PROBLEM STATEMENT
Which lines in the records below contain the word "types"? Copy each one out.

══ RAW DATA ══

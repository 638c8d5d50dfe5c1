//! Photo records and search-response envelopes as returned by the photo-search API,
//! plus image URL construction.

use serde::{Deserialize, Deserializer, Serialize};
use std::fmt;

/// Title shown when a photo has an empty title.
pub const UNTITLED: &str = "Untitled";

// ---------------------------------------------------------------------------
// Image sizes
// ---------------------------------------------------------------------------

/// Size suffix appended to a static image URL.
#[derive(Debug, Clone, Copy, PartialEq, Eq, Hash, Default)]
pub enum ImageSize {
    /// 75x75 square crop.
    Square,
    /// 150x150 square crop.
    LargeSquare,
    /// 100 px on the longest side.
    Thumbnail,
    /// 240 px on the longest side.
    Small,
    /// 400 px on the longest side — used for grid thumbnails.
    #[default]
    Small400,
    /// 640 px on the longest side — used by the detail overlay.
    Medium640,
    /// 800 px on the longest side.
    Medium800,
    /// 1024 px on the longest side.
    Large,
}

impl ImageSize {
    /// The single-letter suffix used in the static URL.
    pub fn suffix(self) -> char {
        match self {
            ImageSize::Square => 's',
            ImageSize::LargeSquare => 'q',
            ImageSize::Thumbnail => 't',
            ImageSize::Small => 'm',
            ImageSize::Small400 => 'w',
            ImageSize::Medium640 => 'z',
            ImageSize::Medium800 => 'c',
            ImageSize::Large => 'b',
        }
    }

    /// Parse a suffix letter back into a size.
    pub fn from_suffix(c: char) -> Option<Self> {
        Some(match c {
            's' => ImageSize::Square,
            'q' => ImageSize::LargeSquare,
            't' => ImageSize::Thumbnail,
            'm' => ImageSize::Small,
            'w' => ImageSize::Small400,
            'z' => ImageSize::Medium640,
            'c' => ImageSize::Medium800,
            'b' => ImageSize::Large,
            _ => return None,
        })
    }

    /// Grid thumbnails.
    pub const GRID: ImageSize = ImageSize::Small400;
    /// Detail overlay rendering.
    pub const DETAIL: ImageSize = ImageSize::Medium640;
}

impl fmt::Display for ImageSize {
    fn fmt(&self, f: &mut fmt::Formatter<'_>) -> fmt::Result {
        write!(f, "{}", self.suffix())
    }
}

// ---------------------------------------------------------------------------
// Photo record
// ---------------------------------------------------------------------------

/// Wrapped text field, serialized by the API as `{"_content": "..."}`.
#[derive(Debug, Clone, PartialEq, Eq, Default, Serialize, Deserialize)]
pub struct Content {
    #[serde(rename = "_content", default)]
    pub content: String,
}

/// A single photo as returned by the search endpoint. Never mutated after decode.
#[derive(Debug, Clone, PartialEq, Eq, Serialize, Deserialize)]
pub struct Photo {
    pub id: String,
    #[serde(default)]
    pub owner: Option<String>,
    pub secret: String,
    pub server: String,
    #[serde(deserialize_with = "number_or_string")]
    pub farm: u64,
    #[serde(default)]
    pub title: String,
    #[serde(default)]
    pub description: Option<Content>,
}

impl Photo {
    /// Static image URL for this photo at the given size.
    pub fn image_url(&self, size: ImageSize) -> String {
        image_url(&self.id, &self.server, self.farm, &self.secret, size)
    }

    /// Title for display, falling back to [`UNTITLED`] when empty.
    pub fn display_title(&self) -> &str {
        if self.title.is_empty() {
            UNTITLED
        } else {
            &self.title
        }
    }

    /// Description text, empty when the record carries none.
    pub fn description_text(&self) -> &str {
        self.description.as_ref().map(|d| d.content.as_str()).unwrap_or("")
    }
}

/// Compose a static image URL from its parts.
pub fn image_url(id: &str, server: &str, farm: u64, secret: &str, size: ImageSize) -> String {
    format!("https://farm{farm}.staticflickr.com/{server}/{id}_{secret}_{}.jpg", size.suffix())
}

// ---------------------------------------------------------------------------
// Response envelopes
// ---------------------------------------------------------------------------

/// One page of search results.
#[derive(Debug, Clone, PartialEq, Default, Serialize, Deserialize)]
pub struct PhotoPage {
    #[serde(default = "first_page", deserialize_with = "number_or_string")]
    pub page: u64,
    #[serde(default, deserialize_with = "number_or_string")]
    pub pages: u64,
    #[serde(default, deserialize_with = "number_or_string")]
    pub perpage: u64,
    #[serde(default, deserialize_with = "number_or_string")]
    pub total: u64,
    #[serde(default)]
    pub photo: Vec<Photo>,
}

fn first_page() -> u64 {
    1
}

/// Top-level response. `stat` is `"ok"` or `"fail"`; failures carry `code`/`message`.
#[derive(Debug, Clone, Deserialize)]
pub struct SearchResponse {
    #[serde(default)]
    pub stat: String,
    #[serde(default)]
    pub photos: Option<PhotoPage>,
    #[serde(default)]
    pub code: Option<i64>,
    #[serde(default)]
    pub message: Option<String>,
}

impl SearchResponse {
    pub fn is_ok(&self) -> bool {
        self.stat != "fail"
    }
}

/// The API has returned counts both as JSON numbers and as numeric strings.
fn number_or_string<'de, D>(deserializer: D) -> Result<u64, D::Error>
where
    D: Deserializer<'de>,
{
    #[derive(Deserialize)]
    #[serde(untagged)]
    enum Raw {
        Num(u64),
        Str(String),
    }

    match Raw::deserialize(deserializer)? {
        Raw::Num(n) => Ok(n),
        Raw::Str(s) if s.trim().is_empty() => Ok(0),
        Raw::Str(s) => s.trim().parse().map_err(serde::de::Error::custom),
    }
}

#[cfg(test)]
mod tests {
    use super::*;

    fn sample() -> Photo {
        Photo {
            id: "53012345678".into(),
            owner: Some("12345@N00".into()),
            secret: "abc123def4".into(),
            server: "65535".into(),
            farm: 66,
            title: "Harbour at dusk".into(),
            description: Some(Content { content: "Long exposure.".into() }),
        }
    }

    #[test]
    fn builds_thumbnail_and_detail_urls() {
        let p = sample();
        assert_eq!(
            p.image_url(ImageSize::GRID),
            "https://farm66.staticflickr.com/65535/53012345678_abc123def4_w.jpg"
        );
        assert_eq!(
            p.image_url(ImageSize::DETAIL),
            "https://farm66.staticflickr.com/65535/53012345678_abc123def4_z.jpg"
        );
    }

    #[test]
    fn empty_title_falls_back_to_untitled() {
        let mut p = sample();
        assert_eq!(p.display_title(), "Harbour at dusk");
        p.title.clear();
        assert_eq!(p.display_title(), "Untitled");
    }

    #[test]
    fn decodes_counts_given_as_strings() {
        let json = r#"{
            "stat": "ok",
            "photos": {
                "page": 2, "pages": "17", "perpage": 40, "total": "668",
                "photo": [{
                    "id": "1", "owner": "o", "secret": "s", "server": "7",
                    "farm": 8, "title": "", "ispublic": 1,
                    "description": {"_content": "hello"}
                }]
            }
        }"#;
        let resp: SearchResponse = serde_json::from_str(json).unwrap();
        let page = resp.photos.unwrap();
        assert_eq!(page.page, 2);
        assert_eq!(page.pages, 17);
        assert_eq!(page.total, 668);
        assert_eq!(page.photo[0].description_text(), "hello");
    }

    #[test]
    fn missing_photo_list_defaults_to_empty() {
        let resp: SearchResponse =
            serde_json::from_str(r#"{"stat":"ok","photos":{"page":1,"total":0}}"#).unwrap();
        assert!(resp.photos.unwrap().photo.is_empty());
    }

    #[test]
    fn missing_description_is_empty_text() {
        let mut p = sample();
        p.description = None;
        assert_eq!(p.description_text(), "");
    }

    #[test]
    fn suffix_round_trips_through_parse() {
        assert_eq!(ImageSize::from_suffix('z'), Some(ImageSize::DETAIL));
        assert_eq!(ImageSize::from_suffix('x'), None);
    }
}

═══
══ RAW DATA ══

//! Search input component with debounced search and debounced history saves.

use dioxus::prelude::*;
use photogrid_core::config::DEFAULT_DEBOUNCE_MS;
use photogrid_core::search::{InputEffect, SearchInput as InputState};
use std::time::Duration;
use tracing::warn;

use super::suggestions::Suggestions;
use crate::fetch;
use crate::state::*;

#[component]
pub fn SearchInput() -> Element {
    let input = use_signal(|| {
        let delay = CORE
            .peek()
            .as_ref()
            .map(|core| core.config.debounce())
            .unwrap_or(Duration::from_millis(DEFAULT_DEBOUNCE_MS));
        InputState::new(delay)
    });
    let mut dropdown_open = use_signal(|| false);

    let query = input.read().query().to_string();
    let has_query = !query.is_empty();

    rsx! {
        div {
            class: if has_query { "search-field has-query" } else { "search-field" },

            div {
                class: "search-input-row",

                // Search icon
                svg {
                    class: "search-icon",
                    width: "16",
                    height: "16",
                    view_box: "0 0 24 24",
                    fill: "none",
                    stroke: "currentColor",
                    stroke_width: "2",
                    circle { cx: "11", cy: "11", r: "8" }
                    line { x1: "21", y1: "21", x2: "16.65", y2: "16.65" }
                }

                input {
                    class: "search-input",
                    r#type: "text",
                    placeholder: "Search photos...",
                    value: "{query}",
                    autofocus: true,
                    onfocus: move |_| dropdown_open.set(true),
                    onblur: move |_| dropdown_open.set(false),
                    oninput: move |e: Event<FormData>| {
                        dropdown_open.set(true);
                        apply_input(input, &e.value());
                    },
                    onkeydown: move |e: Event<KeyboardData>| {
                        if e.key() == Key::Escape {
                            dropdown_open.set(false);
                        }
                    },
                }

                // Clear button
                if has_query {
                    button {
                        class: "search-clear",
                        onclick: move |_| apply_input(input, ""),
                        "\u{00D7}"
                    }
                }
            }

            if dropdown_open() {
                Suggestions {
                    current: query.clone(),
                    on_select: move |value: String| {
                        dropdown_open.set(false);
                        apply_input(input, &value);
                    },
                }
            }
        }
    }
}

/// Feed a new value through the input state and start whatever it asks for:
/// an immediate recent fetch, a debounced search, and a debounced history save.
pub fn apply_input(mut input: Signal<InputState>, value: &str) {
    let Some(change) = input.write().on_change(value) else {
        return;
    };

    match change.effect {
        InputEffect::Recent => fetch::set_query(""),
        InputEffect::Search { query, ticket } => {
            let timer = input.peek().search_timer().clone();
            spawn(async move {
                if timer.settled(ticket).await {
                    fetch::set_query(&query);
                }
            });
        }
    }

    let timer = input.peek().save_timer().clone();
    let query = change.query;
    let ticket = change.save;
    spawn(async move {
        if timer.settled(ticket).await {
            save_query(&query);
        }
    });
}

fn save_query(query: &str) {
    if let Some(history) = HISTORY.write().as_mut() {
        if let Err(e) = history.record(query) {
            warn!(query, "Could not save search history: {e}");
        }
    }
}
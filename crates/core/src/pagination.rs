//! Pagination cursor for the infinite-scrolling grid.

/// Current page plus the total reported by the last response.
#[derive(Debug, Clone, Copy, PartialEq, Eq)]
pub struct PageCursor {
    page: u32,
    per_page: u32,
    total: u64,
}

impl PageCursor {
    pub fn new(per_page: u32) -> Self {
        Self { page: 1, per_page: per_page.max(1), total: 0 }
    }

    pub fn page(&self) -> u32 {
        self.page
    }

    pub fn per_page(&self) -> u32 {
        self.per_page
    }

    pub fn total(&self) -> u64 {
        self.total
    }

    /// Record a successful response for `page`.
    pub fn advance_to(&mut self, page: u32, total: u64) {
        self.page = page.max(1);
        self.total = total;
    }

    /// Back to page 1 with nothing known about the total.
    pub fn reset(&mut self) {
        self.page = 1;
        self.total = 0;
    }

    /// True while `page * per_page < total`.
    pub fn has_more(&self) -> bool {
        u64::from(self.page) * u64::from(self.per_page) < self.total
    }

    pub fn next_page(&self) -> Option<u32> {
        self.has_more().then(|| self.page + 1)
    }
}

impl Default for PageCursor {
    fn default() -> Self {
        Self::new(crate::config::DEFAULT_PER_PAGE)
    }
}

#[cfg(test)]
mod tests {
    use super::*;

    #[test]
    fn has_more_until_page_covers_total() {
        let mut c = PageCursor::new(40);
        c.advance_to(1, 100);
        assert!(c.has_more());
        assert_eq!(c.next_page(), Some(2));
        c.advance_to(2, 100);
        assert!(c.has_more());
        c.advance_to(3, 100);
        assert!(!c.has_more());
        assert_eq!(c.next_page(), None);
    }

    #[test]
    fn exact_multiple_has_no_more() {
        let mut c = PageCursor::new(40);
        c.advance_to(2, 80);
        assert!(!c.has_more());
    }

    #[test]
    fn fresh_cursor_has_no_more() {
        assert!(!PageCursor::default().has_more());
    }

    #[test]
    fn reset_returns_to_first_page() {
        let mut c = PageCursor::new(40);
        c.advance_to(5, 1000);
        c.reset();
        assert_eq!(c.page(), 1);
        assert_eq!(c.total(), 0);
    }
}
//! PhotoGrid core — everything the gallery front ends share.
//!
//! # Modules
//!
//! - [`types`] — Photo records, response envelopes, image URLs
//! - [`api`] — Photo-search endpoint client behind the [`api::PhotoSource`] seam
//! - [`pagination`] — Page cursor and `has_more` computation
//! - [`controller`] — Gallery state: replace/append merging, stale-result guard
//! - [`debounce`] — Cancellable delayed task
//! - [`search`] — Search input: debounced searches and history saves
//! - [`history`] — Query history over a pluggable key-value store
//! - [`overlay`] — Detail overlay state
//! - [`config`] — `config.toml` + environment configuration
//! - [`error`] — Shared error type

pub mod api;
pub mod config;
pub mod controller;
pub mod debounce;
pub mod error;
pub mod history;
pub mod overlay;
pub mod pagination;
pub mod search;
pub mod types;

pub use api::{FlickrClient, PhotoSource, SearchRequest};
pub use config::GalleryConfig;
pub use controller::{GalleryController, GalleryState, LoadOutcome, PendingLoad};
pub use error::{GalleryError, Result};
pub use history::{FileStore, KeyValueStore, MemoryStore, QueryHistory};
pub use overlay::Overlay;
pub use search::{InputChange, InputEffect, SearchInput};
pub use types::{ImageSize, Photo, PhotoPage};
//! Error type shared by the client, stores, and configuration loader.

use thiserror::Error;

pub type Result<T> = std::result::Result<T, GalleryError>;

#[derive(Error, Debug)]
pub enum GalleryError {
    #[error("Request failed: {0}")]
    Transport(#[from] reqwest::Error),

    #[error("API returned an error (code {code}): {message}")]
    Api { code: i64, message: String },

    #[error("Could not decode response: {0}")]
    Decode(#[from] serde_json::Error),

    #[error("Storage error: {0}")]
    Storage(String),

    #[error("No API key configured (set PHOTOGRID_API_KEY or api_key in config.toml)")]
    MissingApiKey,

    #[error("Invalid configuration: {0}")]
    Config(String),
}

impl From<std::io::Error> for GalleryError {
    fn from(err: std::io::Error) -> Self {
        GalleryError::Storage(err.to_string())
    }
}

═══

SOLUTION FOR THIS EXERCISE
//! - [`types`] — Photo records, response envelopes, image URLs
pub mod types;
pub use types::{ImageSize, Photo, PhotoPage};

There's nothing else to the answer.